How do you currently resolve those situations, via an HBA reset (i.e. during reboot) or does it get back to normal all by itself (i.e. after killing the dedup process)?

Regards,
Jens

fpitinfra
28-Oct-2014, 14:11
Hi Jens,
thanks for the info.

I patched the system about a week ago. So, apparently I don't have the new driver. I'll install it ASAP

When it happens, I can't kill the DeDup process. So, it must be stuck somewhere very deep in the system. And then of course a clean reboot is not possible either. But when the system comes up again, all is back to normal. Most of the time the CommVault continues with the pending jobs. Sometimes the DDB is corrupt and needs recovery, but this is an automated process.

Regards
Bernhard

jmozdzen
28-Oct-2014, 14:17
Hi Bernhard,

it's this kernel update "Security update for Linux kernel 9750" ( https://download.suse.com/Download?buildid=Nig38l4JlpM~ ) - the announcement email arrived here on Oct 25.

Regards,
Jens

jmozdzen
28-Oct-2014, 14:28
Hi Bernhard,

When it happens, I can't kill the DeDup process. So, it must be stuck somewhere very deep in the system. And then of course a clean reboot is not possible either. But when the system comes up again, all is back to normal.
"feels" like the situation we had with our server, too.
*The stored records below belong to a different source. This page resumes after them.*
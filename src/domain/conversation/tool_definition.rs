//! The process-wide, registry-facing description of a tool.

use serde::{Deserialize, Serialize};
use serde_json::Value;

/// Name, description, and JSON-schema-shaped parameter contract for a tool.
///
/// `name` is unique across the registry and is the exact string used at
/// dispatch time.
#[derive(Debug, Clone, Serialize, Deserialize)]
#[serde(rename_all = "camelCase")]
pub struct ToolDefinition {
    pub name: String,
    pub description: String,
    pub parameter_schema: Value,
}

impl ToolDefinition {
    pub fn new(name: impl Into<String>, description: impl Into<String>, parameter_schema: Value) -> Self {
        Self {
            name: name.into(),
            description: description.into(),
            parameter_schema,
        }
    }

    /// Renders this definition in Anthropic's tool-use wire shape:
    /// `{name, description, input_schema}`.
    pub fn to_anthropic_format(&self) -> Value {
        serde_json::json!({
            "name": self.name,
            "description": self.description,
            "input_schema": self.parameter_schema,
        })
    }
}
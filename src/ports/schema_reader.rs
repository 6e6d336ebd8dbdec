//! Schema Reader port (C3) — table/column/row-count introspection.

use async_trait::async_trait;
use serde::{Deserialize, Serialize};
use thiserror::Error;

#[derive(Debug, Clone, Serialize, Deserialize)]
#[serde(rename_all = "camelCase")]
pub struct ColumnInfo {
    pub name: String,
    #[serde(rename = "type")]
    pub type_name: String,
    pub nullable: bool,
    pub primary_key: bool,
    #[serde(default, skip_serializing_if = "Option::is_none")]
    pub default_value: Option<String>,
}

#[derive(Debug, Clone, Serialize, Deserialize)]
#[serde(rename_all = "camelCase")]
pub struct TableSchema {
    pub name: String,
    pub columns: Vec<ColumnInfo>,
    pub row_count: i64,
}

#[derive(Debug, Clone, Serialize, Deserialize)]
#[serde(rename_all = "camelCase")]
pub struct DatabaseSchema {
    pub tables: Vec<TableSchema>,
}

/// Result of a schema read, distinguishing "no such table" from the rest so
/// callers can surface the list of available tables.
#[derive(Debug, Clone)]
pub enum SchemaOutcome {
    Full(DatabaseSchema),
    Table(TableSchema),
    TableNotFound {
        requested: String,
        available: Vec<String>,
    },
}

#[derive(Debug, Error)]
pub enum SchemaError {
    #[error("database file not found: {0}")]
    DatabaseNotFound(String),
    #[error("SQL error: {0}")]
    Sql(String),
    #[error("I/O error: {0}")]
    Io(String),
}

#[async_trait]
pub trait SchemaReader: Send + Sync {
    /// Reads the full schema when `table_name` is `None`, or one table's
    /// schema (or a not-found outcome) when it is `Some`.
    async fn read_schema(
        &self,
        database_path: &str,
        table_name: Option<&str>,
    ) -> Result<SchemaOutcome, SchemaError>;
}
//! `dbchat-server` — runnable HTTP binary (C13).
//!
//! Loads configuration, wires the Anthropic provider and SQLite adapters
//! into the chat orchestrator, and serves the `/chat`, `/query`, `/schema`
//! routes plus a health check.

use dbchat_engine::adapters::http::build_router;
use dbchat_engine::application::build_app_state;
use dbchat_engine::config::AppConfig;

#[tokio::main]
async fn main() {
    let config = AppConfig::load().expect("failed to load configuration");
    config.validate().expect("invalid configuration");

    tracing_subscriber::fmt()
        .with_env_filter(tracing_subscriber::EnvFilter::new(config.server.log_level.clone()))
        .init();

    let socket_addr = config.server.socket_addr();
    let state = build_app_state(&config);
    let router = build_router(state, &config.server);

    tracing::info!(%socket_addr, environment = ?config.server.environment, "starting dbchat-engine");

    let listener = tokio::net::TcpListener::bind(socket_addr)
        .await
        .unwrap_or_else(|err| panic!("failed to bind {socket_addr}: {err}"));

    axum::serve(listener, router).await.expect("server error");
}
//! dbchat-engine - LLM tool-orchestration engine for interactive database exploration.
//!
//! Upload a SQLite database, explore its schema, build dashboard widgets
//! driven by read-only SQL, and converse with an LLM that invokes
//! server-side tools to inspect schema, run queries, and create/edit
//! widgets. See `domain::orchestrator` for the chat loop and `domain::tools`
//! for the five built-in tools.

pub mod adapters;
pub mod application;
pub mod config;
pub mod domain;
pub mod ports;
Something else you might want to check is that the proper firmware is installed on the HBA. For older cards (you didn't say which one you use, only 4Gbps, some QLx246x it then will be) the firmware update via OS-supplied firmware files is officially supported, so you could check the boot log for details on the version used. While I generally would stick with the firmware files provided by SUSE (because they match the driver code), in such cases a test with a more current version from QLogic might be worth the effort.

And if everything else fails - open a service request with SUSE and have *them* wade through the debug log of your qla2xxx driver (but be warned, setting the driver to "debug" will produce tons of syslog output. I recommend to route those syslog messages to some dedicated or at least remote syslog server, and to turn it on as closely to the actual tracing time window as possible ;) ).

Regards,
Jens